Use lowercase only: my-skill (good) vs My-Skill (bad)

Separate words with hyphens: my-skill-name (good) vs my_skill_name (bad) vs myskillname (bad)

No spaces: my-skill (good) vs my skill (bad)

No underscores: my-skill (good) vs my_skill (bad)

Other Critical Rules

SKILL.md: Must be exactly SKILL.md (case-sensitive). No variations accepted.

No README.md: Don't include README.md inside your skill folder. All documentation goes in SKILL.md or references/.

Security: No XML angle brackets (< >) in frontmatter.

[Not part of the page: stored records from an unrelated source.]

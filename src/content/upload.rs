use std::collections::HashSet;
use std::sync::{Arc, Mutex, MutexGuard, PoisonError};

use uuid::Uuid;

use crate::storage::{ObjectStore, StorageError};

/// A file picked by the admin
#[derive(Debug, Clone)]
pub struct LocalFile {
    pub file_name: String,
    pub content_type: Option<String>,
    pub bytes: Vec<u8>,
}

/// Identifies one image field instance: who is editing, which page, which field.
#[derive(Debug, Clone, PartialEq, Eq, Hash)]
pub struct FieldSlot {
    pub owner: String,
    pub content_key: String,
    pub field: String,
}

impl FieldSlot {
    pub fn new(owner: impl Into<String>, content_key: impl Into<String>, field: impl Into<String>) -> Self {
        Self {
            owner: owner.into(),
            content_key: content_key.into(),
            field: field.into(),
        }
    }
}

#[derive(Debug, thiserror::Error)]
pub enum UploadError {
    #[error("An upload for '{0}' is already in progress")]
    InProgress(String),
    #[error(transparent)]
    Storage(#[from] StorageError),
}

/// Writes picked files to the bucket under fresh names and hands back public URLs.
pub struct ImageFieldUploader {
    store: Arc<dyn ObjectStore>,
    bucket: String,
    fallback_extension: String,
    in_flight: Mutex<HashSet<FieldSlot>>,
}

impl ImageFieldUploader {
    pub fn new(store: Arc<dyn ObjectStore>, bucket: impl Into<String>, fallback_extension: impl Into<String>) -> Self {
        Self {
            store,
            bucket: bucket.into(),
            fallback_extension: fallback_extension.into(),
            in_flight: Mutex::new(HashSet::new()),
        }
    }

    pub fn bucket(&self) -> &str {
        &self.bucket
    }

    pub fn is_uploading(&self, slot: &FieldSlot) -> bool {
        self.slots().contains(slot)
    }

    // The set holds plain keys, so a panic while it was locked leaves nothing half-written.
    fn slots(&self) -> MutexGuard<'_, HashSet<FieldSlot>> {
        self.in_flight.lock().unwrap_or_else(PoisonError::into_inner)
    }

    /// Upload `file` into `folder` and return its public URL.
    ///
    /// `None` (nothing picked) is a no-op. A second upload for a slot that is
    /// still in flight is rejected; the slot frees itself whether the upload
    /// succeeds or fails.
    pub async fn upload(
        &self,
        slot: &FieldSlot,
        folder: &str,
        file: Option<LocalFile>,
    ) -> Result<Option<String>, UploadError> {
        let Some(file) = file else {
            return Ok(None);
        };

        let _guard = self.claim(slot)?;

        let extension = file_extension(&file.file_name, &self.fallback_extension);
        let path = object_path(folder, &unique_object_name(&extension));

        tracing::info!(
            bucket = %self.bucket,
            path = %path,
            field = %slot.field,
            bytes = file.bytes.len(),
            "Uploading image"
        );

        let result = async {
            self.store
                .put_object(&self.bucket, &path, file.bytes, file.content_type.as_deref())
                .await?;
            self.store.public_url(&self.bucket, &path)
        }
        .await;

        match result {
            Ok(url) => Ok(Some(url)),
            Err(e) => {
                tracing::warn!(path = %path, error = %e, "Image upload failed");
                Err(e.into())
            }
        }
    }

    fn claim(&self, slot: &FieldSlot) -> Result<InFlightGuard<'_>, UploadError> {
        if !self.slots().insert(slot.clone()) {
            return Err(UploadError::InProgress(slot.field.clone()));
        }
        Ok(InFlightGuard {
            uploader: self,
            slot: slot.clone(),
        })
    }
}

struct InFlightGuard<'a> {
    uploader: &'a ImageFieldUploader,
    slot: FieldSlot,
}

impl Drop for InFlightGuard<'_> {
    fn drop(&mut self) {
        self.uploader.slots().remove(&self.slot);
    }
}

/// Text after the last `.` of the file name, lowercased; `fallback` when there is none.
pub fn file_extension(file_name: &str, fallback: &str) -> String {
    match file_name.rsplit_once('.') {
        Some((_, ext)) if !ext.is_empty() && ext.chars().all(|c| c.is_ascii_alphanumeric()) => {
            ext.to_ascii_lowercase()
        }
        _ => fallback.to_string(),
    }
}

pub fn unique_object_name(extension: &str) -> String {
    format!("{}.{}", Uuid::new_v4(), extension)
}

pub fn object_path(folder: &str, name: &str) -> String {
    let folder = folder.trim_matches('/');
    if folder.is_empty() {
        name.to_string()
    } else {
        format!("{}/{}", folder, name)
    }
}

Best Practices for Writing Skills

The Description Field

The description is the most important part of your skill. Structure it as:

[What it does] + [When to use it] + [Key capabilities]

Good Example

Analyzes Figma design files and generates developer handoff documentation. Use when user uploads .fig files, asks for 'design specs', 'component documentation', or 'design-to-code handoff'.

Bad Example

Helps with projects.

Writing Effective Instructions

Be Specific: Use exact commands like 'Run python scripts/validate.py --input {filename}' instead of vague instructions.

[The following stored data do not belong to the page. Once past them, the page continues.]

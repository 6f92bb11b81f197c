use axum::extract::{rejection::JsonRejection, State};
use axum::Json;

use crate::database::models::ApplicationReceipt;
use crate::middleware::{ApiResponse, ApiResult};
use crate::services::contact_service::{self, ContactForm};
use crate::state::AppState;

/// POST /api/apply - contact / apply form
pub async fn apply_post(
    State(state): State<AppState>,
    payload: Result<Json<ContactForm>, JsonRejection>,
) -> ApiResult<ApplicationReceipt> {
    let Json(form) = payload?;
    let receipt = contact_service::submit(
        state.applications.as_ref(),
        state.mailer.as_ref(),
        &state.config.mail.admin_address,
        &form,
    )
    .await?;
    Ok(ApiResponse::created(receipt))
}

Include Error Handling: Document common errors and their solutions.

Use Progressive Disclosure: Keep SKILL.md focused on core instructions. Move detailed documentation to references/.

Provide Examples: Include concrete examples of user inputs and expected outputs.

How to Use Skills in Qoder

Example 1: Automatic Trigger

Simply describe what you need, and Qoder will automatically load the appropriate skill:

User: "Create a distinctive frontend interface for my dashboard"

Qoder: (Automatically loads frontend-design skill) "I have loaded the frontend-design skill. Let me create a production-grade interface for your dashboard..."

The skill triggers because your description matches the skill's trigger conditions defined in its YAML frontmatter.

Example 2: Manual Trigger

Explicitly invoke a skill using the /skill-name syntax:

User: "/code-review Check this Python function for bugs"

Qoder: (Loads code-review skill) "I will analyze your Python function using the code review skill. Here is what I found..."

Manual triggers are useful when you want to ensure a specific skill is used, bypassing automatic detection.

Example 3: Creating Your First Skill

Let's create a simple skill that generates project README files:

Step 1: Create the skill folder and file

mkdir -p ~/.qoder/skills/readme-generator

Step 2: Create SKILL.md

---
name: readme-generator
description: Generates professional README.md files for projects. Use when user asks for 'create README', 'generate project documentation', or 'make a readme file'.
---
# README Generator

When generating a README:
1. Ask for project name and description
2. Include sections: Installation, Usage, API (if applicable)
3. Add license section with common options
4. Format with proper Markdown syntax

Step 3: Test the skill

User: "Create a README for my Python API project"

Qoder: (Loads readme-generator skill) "I will help you create a professional README. What is the name of your Python API project?"

Skill Invocation Methods

Qoder supports two ways to invoke skills:

Automatic Trigger: Describe your needs naturally and Qoder will intelligently load the appropriate skill

Manual Trigger: Use '/skill-name' to explicitly invoke a skill

Key Takeaways

• Skills are portable, reusable instructions that work identically in Qoder IDE and CLI

• The YAML frontmatter is critical for triggering - invest time in crafting a good description

• Test for triggering, functionality, and performance

• Project-level skills in .qoder/skills take priority over personal skills in ~/.qoder/skills

Why Build Skills with Qoder?

Eliminate Repetitive Explanations — Instead of re-explaining your preferences, processes, and domain expertise in every conversation, you teach Qoder once and benefit every time. Skills package your knowledge into reusable capabilities.

Ensure Consistent Results — Skills enforce standardized workflows, style guides, and methodologies. Whether you're generating documentation, reviewing code, or designing interfaces, you get predictable, high-quality output every time.

Reduce Cognitive Load — New users can accomplish complex tasks on their first try with minimal guidance. Skills embed best practices so users don't need to know the "how" — they just describe the "what."